Your task
If a line in the data below contains "source", copy it.

[Stored items]
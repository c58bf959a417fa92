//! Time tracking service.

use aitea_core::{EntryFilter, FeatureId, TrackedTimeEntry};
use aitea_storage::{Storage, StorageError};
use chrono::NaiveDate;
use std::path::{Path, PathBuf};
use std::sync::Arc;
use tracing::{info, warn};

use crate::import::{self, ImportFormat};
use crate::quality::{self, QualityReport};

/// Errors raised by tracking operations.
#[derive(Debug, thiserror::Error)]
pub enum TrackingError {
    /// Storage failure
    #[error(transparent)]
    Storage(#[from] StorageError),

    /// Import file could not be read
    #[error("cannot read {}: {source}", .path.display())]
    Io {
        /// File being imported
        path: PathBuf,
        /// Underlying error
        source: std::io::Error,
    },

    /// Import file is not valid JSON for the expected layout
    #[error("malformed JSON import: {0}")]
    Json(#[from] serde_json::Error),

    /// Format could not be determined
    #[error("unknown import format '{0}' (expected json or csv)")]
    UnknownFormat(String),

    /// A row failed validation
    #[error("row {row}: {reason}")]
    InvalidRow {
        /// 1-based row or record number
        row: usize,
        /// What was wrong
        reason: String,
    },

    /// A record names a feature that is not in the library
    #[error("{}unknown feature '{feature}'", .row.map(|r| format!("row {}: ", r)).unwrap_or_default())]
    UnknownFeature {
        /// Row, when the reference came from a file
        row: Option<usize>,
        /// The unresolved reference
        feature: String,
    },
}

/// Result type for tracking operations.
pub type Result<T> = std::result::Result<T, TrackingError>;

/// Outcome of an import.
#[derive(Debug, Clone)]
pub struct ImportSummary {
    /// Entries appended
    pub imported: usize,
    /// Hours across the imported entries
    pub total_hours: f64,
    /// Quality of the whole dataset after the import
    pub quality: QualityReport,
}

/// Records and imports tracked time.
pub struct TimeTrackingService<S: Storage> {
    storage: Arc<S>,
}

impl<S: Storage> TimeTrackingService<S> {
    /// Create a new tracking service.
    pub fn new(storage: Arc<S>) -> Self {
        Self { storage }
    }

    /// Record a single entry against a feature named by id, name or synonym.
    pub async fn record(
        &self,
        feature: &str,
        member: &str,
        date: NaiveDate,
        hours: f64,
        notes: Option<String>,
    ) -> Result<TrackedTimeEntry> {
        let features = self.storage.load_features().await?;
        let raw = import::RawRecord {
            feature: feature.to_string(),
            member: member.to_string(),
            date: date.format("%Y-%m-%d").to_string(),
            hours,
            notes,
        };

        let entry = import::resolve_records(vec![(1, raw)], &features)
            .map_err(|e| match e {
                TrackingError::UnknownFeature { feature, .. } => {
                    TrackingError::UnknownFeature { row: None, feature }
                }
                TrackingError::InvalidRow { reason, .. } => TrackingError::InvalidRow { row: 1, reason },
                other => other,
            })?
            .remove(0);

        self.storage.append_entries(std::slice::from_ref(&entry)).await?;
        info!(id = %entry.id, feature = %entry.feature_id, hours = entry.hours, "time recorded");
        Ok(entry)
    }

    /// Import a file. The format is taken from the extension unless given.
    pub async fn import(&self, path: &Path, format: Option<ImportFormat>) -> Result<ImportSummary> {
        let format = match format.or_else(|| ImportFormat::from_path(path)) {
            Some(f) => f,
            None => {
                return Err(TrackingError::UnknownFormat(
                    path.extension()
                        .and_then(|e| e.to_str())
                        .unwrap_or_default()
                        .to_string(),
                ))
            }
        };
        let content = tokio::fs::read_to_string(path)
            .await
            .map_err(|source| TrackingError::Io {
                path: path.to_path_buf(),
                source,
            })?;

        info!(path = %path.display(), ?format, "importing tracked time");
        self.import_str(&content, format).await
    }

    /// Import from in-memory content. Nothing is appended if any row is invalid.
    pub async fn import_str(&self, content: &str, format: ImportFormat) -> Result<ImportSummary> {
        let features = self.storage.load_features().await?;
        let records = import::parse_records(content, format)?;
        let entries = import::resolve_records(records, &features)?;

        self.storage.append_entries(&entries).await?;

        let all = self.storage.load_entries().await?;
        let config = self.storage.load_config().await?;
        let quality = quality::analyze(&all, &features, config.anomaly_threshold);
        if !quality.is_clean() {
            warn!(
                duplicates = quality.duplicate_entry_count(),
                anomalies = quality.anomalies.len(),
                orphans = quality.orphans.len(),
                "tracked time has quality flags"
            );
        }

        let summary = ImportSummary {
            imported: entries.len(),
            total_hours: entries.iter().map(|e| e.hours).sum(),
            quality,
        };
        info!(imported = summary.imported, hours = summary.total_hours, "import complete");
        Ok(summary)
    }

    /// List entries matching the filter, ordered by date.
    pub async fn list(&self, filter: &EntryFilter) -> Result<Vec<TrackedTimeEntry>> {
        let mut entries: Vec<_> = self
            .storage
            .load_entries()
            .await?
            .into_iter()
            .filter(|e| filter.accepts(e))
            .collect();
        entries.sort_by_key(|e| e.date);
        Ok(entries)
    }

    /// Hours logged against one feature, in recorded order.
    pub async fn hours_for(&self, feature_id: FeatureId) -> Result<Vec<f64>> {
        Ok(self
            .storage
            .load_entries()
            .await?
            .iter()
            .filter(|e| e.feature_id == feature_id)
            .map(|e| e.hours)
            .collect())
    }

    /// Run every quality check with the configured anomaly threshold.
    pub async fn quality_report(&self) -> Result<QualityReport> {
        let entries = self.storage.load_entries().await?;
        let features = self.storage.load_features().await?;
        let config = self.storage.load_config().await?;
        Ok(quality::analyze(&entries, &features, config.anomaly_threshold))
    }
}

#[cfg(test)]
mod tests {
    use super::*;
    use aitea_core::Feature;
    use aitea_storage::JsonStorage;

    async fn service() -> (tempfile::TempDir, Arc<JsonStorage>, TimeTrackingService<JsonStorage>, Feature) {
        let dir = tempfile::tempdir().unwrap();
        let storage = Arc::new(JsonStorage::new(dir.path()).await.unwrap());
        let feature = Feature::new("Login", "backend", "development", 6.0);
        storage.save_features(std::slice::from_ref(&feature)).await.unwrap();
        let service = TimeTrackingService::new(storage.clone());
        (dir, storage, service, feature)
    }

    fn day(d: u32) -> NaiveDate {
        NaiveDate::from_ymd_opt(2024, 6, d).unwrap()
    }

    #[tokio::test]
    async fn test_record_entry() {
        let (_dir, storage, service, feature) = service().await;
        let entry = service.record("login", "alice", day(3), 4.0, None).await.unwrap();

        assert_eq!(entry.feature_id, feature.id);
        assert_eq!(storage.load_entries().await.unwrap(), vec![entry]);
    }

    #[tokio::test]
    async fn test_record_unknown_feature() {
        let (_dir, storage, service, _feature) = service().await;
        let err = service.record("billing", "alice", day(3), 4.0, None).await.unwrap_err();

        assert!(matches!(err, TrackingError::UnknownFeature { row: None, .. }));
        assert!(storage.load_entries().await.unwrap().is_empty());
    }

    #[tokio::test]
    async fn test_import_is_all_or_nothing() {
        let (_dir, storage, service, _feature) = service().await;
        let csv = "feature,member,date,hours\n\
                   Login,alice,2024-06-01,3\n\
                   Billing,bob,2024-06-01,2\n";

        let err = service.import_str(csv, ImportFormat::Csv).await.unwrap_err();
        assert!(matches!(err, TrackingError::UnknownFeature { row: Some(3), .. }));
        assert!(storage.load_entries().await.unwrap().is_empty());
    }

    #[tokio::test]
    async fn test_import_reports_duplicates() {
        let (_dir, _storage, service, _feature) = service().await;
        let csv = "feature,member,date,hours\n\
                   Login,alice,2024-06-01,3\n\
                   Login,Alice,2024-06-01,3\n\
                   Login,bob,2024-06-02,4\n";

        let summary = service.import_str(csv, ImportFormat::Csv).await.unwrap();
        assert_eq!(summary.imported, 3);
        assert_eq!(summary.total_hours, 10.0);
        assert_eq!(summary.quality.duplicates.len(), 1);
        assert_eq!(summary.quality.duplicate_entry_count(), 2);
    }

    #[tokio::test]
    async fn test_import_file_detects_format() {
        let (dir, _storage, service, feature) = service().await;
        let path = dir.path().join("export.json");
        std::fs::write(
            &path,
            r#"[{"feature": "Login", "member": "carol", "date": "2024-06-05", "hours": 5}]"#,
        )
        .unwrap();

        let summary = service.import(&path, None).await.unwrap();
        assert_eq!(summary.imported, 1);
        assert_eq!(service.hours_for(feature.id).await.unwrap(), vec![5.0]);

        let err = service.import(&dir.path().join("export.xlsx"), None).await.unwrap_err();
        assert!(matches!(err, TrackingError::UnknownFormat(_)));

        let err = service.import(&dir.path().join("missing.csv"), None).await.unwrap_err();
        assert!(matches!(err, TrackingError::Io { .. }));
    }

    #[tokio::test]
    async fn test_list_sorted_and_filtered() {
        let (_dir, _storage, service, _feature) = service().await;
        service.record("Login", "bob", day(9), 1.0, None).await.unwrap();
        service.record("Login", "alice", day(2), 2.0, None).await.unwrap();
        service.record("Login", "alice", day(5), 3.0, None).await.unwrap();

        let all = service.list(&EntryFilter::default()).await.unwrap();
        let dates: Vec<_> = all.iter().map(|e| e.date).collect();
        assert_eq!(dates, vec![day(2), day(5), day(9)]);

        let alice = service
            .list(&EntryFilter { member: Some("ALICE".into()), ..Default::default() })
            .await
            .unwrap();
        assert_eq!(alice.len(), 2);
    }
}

Task solution
    #[error("cannot read {}: {source}", .path.display())]
        source: std::io::Error,
            .map_err(|source| TrackingError::Io {
                source,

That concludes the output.